--- START ---

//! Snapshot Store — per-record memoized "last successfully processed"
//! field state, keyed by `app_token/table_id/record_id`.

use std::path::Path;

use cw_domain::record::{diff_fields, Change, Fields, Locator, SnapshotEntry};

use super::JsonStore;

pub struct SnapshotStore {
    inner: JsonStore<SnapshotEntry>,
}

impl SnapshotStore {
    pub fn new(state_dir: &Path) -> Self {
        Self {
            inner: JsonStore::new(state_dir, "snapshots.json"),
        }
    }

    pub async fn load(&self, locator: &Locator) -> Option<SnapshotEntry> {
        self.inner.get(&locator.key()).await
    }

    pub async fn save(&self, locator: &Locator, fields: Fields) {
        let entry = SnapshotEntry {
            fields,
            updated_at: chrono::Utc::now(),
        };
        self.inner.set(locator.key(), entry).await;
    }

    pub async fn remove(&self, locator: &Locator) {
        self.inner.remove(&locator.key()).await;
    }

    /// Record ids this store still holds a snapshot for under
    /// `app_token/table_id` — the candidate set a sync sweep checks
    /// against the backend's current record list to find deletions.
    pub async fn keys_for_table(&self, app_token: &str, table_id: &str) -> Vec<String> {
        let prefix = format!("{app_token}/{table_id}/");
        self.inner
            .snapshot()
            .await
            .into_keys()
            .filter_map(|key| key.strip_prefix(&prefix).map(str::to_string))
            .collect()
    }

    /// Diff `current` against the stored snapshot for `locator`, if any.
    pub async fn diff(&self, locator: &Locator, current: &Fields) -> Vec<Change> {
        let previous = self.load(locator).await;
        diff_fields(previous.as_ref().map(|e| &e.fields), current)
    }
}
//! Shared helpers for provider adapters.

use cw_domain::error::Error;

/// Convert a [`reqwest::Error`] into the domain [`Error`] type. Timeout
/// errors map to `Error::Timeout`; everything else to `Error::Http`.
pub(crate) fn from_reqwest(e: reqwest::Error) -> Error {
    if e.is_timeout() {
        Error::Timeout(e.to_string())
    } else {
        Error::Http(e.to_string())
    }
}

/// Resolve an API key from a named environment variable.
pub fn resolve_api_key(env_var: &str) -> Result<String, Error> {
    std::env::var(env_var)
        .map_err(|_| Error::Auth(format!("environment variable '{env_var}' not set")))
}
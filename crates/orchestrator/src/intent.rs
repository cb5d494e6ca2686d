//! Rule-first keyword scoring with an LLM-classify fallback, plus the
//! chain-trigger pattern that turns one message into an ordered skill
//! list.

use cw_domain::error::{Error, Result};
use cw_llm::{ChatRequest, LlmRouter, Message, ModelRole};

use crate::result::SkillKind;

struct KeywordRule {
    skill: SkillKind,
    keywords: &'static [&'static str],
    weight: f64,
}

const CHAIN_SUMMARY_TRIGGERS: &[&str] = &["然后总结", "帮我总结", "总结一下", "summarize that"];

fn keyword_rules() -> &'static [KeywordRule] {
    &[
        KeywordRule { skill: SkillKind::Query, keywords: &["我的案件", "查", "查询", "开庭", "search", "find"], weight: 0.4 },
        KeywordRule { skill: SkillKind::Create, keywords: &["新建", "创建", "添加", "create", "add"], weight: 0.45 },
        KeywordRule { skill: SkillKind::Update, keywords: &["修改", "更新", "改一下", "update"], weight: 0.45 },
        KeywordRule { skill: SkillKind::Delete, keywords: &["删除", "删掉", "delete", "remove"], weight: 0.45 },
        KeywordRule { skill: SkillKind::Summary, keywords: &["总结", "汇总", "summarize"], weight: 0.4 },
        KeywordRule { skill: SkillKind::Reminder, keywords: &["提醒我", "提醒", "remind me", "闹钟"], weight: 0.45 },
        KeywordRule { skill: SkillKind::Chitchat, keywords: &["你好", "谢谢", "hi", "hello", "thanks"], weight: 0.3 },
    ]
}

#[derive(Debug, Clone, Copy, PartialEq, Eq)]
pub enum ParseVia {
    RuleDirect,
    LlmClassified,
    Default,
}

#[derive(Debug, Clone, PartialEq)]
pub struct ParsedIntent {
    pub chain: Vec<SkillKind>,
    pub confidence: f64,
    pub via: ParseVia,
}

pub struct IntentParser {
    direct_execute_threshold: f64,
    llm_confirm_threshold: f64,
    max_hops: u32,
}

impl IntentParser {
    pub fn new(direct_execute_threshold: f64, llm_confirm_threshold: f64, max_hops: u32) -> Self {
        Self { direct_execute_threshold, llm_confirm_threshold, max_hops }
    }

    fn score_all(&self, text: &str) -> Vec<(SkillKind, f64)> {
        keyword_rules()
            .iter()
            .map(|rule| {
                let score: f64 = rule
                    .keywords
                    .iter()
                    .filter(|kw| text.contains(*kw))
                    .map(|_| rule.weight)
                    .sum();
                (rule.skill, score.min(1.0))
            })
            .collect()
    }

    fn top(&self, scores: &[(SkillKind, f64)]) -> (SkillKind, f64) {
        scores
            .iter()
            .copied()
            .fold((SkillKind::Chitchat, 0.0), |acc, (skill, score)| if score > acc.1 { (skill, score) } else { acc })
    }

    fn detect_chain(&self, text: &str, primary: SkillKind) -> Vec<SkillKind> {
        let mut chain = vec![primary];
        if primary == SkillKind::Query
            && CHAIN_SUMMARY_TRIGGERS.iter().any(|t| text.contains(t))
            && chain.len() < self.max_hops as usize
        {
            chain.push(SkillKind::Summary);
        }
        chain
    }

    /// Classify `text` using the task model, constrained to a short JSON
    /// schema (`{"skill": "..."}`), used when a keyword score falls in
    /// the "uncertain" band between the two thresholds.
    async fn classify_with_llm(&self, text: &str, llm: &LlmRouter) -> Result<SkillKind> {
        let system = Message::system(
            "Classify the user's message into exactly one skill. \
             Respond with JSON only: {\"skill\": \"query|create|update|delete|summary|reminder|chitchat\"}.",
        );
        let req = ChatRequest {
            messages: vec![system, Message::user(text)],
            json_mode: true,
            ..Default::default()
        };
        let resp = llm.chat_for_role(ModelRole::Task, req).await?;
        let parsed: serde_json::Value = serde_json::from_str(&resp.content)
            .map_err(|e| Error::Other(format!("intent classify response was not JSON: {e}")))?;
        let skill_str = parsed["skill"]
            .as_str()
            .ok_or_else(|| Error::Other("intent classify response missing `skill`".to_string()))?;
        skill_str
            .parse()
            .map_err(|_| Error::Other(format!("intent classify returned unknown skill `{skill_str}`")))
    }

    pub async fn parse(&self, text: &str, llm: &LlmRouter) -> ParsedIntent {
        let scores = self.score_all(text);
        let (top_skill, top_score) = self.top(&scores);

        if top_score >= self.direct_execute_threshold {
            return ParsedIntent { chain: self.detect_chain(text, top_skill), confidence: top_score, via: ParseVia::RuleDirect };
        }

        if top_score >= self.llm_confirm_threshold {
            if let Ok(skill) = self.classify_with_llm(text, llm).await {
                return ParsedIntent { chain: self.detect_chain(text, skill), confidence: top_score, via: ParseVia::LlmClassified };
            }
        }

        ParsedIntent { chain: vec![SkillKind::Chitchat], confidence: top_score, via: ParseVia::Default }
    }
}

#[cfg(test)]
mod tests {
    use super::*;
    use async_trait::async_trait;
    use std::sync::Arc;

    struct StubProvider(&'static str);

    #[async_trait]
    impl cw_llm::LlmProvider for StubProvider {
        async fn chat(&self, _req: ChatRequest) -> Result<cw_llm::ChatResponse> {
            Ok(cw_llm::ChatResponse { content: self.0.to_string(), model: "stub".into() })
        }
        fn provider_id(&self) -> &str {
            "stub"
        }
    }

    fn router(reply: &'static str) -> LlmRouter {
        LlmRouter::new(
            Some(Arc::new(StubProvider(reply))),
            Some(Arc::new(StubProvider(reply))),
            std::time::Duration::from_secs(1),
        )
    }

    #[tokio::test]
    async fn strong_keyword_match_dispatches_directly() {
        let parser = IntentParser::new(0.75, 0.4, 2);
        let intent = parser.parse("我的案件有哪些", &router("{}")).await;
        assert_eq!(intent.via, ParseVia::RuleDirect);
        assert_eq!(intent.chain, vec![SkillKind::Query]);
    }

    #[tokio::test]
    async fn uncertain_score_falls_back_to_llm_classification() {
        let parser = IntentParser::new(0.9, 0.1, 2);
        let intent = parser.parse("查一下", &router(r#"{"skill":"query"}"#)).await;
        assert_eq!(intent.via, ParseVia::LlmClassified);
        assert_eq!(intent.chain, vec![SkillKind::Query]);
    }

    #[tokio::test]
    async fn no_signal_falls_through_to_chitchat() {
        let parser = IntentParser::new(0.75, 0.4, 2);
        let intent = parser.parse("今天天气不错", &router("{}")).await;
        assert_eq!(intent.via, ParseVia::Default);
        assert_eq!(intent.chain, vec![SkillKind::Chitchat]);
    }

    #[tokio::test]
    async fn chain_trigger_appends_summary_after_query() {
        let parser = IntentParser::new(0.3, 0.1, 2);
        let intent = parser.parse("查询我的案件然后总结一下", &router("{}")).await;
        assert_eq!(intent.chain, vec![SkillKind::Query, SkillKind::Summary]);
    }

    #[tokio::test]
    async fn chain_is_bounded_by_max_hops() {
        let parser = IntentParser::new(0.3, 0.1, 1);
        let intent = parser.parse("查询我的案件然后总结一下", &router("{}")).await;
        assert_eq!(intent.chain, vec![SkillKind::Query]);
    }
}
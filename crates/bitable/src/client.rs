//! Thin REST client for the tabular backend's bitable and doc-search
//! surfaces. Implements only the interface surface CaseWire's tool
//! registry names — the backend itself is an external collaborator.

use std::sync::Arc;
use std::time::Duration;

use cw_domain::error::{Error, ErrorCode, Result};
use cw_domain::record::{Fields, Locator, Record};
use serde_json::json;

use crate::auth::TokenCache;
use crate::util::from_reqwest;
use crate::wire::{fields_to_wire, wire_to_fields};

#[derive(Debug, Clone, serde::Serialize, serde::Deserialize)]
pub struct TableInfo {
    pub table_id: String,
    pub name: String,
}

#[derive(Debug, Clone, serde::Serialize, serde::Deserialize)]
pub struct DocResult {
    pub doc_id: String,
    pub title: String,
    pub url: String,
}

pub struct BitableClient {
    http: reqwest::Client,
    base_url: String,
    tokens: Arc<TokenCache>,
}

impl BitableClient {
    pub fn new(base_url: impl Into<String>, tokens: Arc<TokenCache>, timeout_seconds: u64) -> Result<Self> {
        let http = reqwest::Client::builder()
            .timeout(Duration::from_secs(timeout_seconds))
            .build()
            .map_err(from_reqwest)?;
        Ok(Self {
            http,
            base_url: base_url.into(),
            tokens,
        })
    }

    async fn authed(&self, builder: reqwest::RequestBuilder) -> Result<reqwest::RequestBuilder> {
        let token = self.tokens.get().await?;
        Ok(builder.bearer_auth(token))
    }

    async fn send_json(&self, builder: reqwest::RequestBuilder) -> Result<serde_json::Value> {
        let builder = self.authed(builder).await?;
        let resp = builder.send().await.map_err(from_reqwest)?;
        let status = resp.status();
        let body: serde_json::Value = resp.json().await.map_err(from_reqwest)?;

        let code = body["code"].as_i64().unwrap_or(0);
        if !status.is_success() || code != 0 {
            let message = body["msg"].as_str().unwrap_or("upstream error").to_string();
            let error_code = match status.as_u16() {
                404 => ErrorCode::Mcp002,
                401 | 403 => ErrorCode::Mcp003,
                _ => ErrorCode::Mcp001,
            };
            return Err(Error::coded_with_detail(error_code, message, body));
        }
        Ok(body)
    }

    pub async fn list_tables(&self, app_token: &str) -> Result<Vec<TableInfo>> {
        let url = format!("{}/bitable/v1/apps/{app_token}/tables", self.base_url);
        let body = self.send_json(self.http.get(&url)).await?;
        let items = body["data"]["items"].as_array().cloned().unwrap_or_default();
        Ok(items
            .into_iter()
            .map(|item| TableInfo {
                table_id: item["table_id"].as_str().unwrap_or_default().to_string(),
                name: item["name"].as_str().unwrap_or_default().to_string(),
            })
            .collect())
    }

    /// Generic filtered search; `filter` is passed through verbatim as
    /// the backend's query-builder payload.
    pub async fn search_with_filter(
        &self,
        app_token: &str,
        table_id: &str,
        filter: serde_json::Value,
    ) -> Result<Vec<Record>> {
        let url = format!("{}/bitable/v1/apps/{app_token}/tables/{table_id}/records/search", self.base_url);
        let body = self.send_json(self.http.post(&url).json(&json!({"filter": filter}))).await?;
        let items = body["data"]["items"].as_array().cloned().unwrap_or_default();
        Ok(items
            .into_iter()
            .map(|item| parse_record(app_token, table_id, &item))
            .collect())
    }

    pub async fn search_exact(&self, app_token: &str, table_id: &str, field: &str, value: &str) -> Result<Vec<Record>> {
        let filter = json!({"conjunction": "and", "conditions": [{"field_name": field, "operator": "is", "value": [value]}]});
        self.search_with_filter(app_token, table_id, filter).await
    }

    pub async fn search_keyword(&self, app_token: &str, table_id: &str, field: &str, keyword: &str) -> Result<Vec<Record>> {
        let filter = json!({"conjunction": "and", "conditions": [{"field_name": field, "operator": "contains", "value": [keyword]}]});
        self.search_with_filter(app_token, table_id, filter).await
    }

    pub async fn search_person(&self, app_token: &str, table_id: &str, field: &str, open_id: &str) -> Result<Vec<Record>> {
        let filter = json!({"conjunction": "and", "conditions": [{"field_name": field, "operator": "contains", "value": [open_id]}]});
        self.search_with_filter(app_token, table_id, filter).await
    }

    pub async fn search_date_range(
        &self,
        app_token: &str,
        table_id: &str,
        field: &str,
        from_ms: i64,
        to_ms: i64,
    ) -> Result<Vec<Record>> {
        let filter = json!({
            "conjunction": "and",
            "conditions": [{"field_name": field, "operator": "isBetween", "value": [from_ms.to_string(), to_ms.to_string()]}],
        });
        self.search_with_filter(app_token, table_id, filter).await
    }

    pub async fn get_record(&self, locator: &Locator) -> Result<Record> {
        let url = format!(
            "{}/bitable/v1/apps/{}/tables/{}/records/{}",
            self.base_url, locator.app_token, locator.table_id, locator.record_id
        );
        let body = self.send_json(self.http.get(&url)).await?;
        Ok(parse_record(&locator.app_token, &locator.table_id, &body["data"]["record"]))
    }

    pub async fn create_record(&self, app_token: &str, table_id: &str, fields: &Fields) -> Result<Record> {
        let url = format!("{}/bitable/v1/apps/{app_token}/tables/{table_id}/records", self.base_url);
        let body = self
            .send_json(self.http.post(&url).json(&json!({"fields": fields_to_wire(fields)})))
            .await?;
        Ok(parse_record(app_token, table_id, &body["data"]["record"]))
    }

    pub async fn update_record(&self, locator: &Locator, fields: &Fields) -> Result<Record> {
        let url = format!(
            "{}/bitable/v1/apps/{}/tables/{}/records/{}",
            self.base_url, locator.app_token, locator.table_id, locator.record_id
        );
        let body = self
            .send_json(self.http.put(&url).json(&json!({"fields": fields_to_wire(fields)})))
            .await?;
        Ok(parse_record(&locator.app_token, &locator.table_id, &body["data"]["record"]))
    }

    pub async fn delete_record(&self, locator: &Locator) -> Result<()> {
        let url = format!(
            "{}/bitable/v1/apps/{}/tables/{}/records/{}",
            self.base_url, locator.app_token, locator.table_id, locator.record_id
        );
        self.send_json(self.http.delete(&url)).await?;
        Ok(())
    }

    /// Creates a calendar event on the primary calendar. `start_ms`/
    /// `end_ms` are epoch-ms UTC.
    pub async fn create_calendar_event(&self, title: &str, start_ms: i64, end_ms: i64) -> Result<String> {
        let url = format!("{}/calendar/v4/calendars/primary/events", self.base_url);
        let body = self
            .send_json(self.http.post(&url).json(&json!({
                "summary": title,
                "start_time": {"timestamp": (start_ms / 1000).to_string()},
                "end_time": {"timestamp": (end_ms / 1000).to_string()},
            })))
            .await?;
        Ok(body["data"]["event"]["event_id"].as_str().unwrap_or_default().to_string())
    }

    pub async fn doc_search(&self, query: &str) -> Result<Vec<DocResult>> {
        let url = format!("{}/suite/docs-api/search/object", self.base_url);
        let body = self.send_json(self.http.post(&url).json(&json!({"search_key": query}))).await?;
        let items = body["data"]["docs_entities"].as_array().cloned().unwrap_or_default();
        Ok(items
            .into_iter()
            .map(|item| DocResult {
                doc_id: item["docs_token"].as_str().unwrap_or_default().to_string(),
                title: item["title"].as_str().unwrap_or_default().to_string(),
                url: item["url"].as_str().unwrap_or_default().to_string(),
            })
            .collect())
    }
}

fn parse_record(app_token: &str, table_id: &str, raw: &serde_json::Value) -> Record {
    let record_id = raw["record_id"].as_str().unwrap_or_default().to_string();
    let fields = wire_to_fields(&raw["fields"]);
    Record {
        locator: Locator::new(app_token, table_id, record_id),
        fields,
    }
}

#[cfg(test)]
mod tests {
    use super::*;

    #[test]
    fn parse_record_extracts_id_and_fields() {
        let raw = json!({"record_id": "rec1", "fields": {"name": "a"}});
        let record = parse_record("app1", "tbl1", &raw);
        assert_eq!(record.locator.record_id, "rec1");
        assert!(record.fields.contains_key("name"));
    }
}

--- END ---

ASSIGNMENT: Output each line exactly, from the first line of the data down to the line that contains "snapshot for under", both included.

ANSWER:
//! Snapshot Store — per-record memoized "last successfully processed"
//! field state, keyed by `app_token/table_id/record_id`.

use std::path::Path;

use cw_domain::record::{diff_fields, Change, Fields, Locator, SnapshotEntry};

use super::JsonStore;

pub struct SnapshotStore {
    inner: JsonStore<SnapshotEntry>,
}

impl SnapshotStore {
    pub fn new(state_dir: &Path) -> Self {
        Self {
            inner: JsonStore::new(state_dir, "snapshots.json"),
        }
    }

    pub async fn load(&self, locator: &Locator) -> Option<SnapshotEntry> {
        self.inner.get(&locator.key()).await
    }

    pub async fn save(&self, locator: &Locator, fields: Fields) {
        let entry = SnapshotEntry {
            fields,
            updated_at: chrono::Utc::now(),
        };
        self.inner.set(locator.key(), entry).await;
    }

    pub async fn remove(&self, locator: &Locator) {
        self.inner.remove(&locator.key()).await;
    }

    /// Record ids this store still holds a snapshot for under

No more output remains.